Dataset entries
• • •

//! Transport reconnect policy tests
//!
//! A scripted WebSocket server misbehaves on cue; accept timestamps on
//! the listener make the backoff schedule observable from outside.

mod common;

use std::sync::{Arc, Mutex};
use std::time::{Duration, Instant};

use futures::{SinkExt, StreamExt};
use tokio::net::TcpListener;
use tokio_tungstenite::{accept_async, tungstenite};

use common::{StubReply, StubStt, StubTts, spawn_server, stub_adapters, test_state};
use parley_gateway::client::{BackoffPolicy, ConnectionStatus, TokenSource, Transport};

/// What the scripted server does with the next accepted connection
#[derive(Clone, Copy)]
enum Behavior {
    /// Complete the handshake, then close with an error code
    CloseError,
    /// Drop the TCP socket before the handshake completes
    Refuse,
    /// Complete the handshake, stay open for a while, then error-close
    HoldThenClose(Duration),
    /// Complete the handshake and stay open
    Hold,
}

fn error_close_frame() -> tungstenite::protocol::CloseFrame<'static> {
    tungstenite::protocol::CloseFrame {
        code: 1011.into(),
        reason: "boom".into(),
    }
}

/// Serve scripted behaviors, recording the instant of every accept
async fn scripted_server(
    listener: TcpListener,
    script: Vec<Behavior>,
    accepts: Arc<Mutex<Vec<Instant>>>,
) {
    let mut script = script.into_iter();
    loop {
        let Ok((stream, _)) = listener.accept().await else {
            return;
        };
        accepts.lock().unwrap().push(Instant::now());

        match script.next().unwrap_or(Behavior::Hold) {
            Behavior::Refuse => drop(stream),
            Behavior::CloseError => {
                if let Ok(mut ws) = accept_async(stream).await {
                    let _ = ws
                        .send(tungstenite::Message::Close(Some(error_close_frame())))
                        .await;
                    let _ = ws.flush().await;
                    tokio::time::sleep(Duration::from_millis(50)).await;
                }
            }
            Behavior::HoldThenClose(hold) => {
                if let Ok(mut ws) = accept_async(stream).await {
                    tokio::time::sleep(hold).await;
                    let _ = ws
                        .send(tungstenite::Message::Close(Some(error_close_frame())))
                        .await;
                    let _ = ws.flush().await;
                    tokio::time::sleep(Duration::from_millis(50)).await;
                }
            }
            Behavior::Hold => {
                if let Ok(mut ws) = accept_async(stream).await {
                    tokio::spawn(async move { while ws.next().await.is_some() {} });
                }
            }
        }
    }
}

fn fast_backoff() -> BackoffPolicy {
    BackoffPolicy {
        base: Duration::from_millis(100),
        cap: Duration::from_secs(2),
    }
}

#[tokio::test]
async fn backoff_doubles_then_resets_after_success() {
    let listener = TcpListener::bind("127.0.0.1:0").await.unwrap();
    let addr = listener.local_addr().unwrap();
    let accepts = Arc::new(Mutex::new(Vec::new()));

    // first connection error-closes; two attempts are refused; the
    // third succeeds, holds briefly, then error-closes again
    tokio::spawn(scripted_server(
        listener,
        vec![
            Behavior::CloseError,
            Behavior::Refuse,
            Behavior::Refuse,
            Behavior::HoldThenClose(Duration::from_millis(200)),
            Behavior::Hold,
        ],
        Arc::clone(&accepts),
    ));

    let (transport, _status, _events) = Transport::new(
        format!("ws://{addr}/ws/audio-stream"),
        TokenSource::None,
        fast_backoff(),
    );
    transport.connect().await.unwrap();

    // wait out the whole dance: close, 3 backed-off attempts, re-close,
    // one reset attempt
    tokio::time::sleep(Duration::from_millis(1600)).await;

    let accepts = accepts.lock().unwrap();
    assert!(accepts.len() >= 5, "only {} connection attempts", accepts.len());

    let gap1 = accepts[1] - accepts[0];
    let gap2 = accepts[2] - accepts[1];
    let gap3 = accepts[3] - accepts[2];
    // 1, 2, 4 time units (base = 100ms here), with scheduling slack
    assert!(gap1 >= Duration::from_millis(60) && gap1 < Duration::from_millis(190), "{gap1:?}");
    assert!(gap2 >= Duration::from_millis(150) && gap2 < Duration::from_millis(350), "{gap2:?}");
    assert!(gap3 >= Duration::from_millis(320) && gap3 < Duration::from_millis(700), "{gap3:?}");

    // after the successful open the counter reset: 200ms hold + ~100ms
    // first-step delay, nowhere near the 800ms an unreset schedule gives
    let gap4 = accepts[4] - accepts[3];
    assert!(gap4 < Duration::from_millis(600), "backoff did not reset: {gap4:?}");
}

#[tokio::test]
async fn no_reconnect_while_capturing() {
    let listener = TcpListener::bind("127.0.0.1:0").await.unwrap();
    let addr = listener.local_addr().unwrap();
    let accepts = Arc::new(Mutex::new(Vec::new()));

    tokio::spawn(scripted_server(
        listener,
        vec![Behavior::CloseError, Behavior::Hold],
        Arc::clone(&accepts),
    ));

    let (transport, _status, _events) = Transport::new(
        format!("ws://{addr}/ws/audio-stream"),
        TokenSource::None,
        fast_backoff(),
    );
    transport.set_capturing(true);
    transport.connect().await.unwrap();

    // far longer than the first backoff step: no attempt may fire while
    // capture is active
    tokio::time::sleep(Duration::from_millis(500)).await;
    assert_eq!(accepts.lock().unwrap().len(), 1);

    // the next user-initiated connect is the reconnect
    transport.set_capturing(false);
    transport.connect().await.unwrap();
    assert_eq!(accepts.lock().unwrap().len(), 2);
}

#[tokio::test]
async fn normal_close_does_not_reconnect() {
    let (adapters, _) = {
        let stt = StubStt::new(vec![], "x");
        let finishes = Arc::clone(&stt.finishes);
        (
            stub_adapters(stt, StubReply::new("y"), StubTts::blob(4)),
            finishes,
        )
    };
    let (addr, _server) = spawn_server(test_state(adapters, None)).await;

    let (transport, mut status, _events) = Transport::new(
        format!("ws://{addr}/ws/audio-stream"),
        TokenSource::None,
        fast_backoff(),
    );
    transport.connect().await.unwrap();
    assert!(transport.is_connected());

    transport.close().await;

    // disconnected and staying that way
    tokio::time::sleep(Duration::from_millis(400)).await;
    assert_eq!(*status.borrow_and_update(), ConnectionStatus::Disconnected);
    assert!(!transport.is_connected());
}

#[tokio::test]
async fn unauthorized_close_refreshes_token_once_and_reconnects() {
    // gateway that only accepts "fresh"
    let stt = StubStt::new(vec![], "x");
    let adapters = stub_adapters(stt, StubReply::new("y"), StubTts::blob(4));
    let (ws_addr, _server) = spawn_server(test_state(adapters, Some("fresh"))).await;

    // token discovery endpoint: stale on the first call, fresh after
    let fetches = Arc::new(std::sync::atomic::AtomicUsize::new(0));
    let fetches_handler = Arc::clone(&fetches);
    let token_app = axum::Router::new().route(
        "/token",
        axum::routing::get(move || {
            let fetches = Arc::clone(&fetches_handler);
            async move {
                let n = fetches.fetch_add(1, std::sync::atomic::Ordering::SeqCst);
                let token = if n == 0 { "stale" } else { "fresh" };
                axum::Json(serde_json::json!({ "token": token }))
            }
        }),
    );
    let token_listener = TcpListener::bind("127.0.0.1:0").await.unwrap();
    let token_addr = token_listener.local_addr().unwrap();
    tokio::spawn(async move {
        let _ = axum::serve(token_listener, token_app).await;
    });

    let (transport, _status, _events) = Transport::new(
        format!("ws://{ws_addr}/ws/audio-stream"),
        TokenSource::Discovery {
            url: format!("http://{token_addr}/token"),
            cached: None,
        },
        fast_backoff(),
    );

    // first connect uses the stale token; the gateway closes with 1008,
    // the transport refreshes once and gets back in
    transport.connect().await.unwrap();

    let deadline = Instant::now() + Duration::from_secs(3);
    loop {
        if fetches.load(std::sync::atomic::Ordering::SeqCst) >= 2 && transport.is_connected() {
            break;
        }
        assert!(
            Instant::now() < deadline,
            "never reconnected after token refresh"
        );
        tokio::time::sleep(Duration::from_millis(50)).await;
    }

    assert_eq!(
        fetches.load(std::sync::atomic::Ordering::SeqCst),
        2,
        "expected exactly one refresh fetch after the cached resolve"
    );
}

• • •

Work item – Look above for the line with "reconnected after token", then copy it and each later line exactly, stopping at the last line of the records.

Output below –
            "never reconnected after token refresh"
        );
        tokio::time::sleep(Duration::from_millis(50)).await;
    }

    assert_eq!(
        fetches.load(std::sync::atomic::Ordering::SeqCst),
        2,
        "expected exactly one refresh fetch after the cached resolve"
    );
}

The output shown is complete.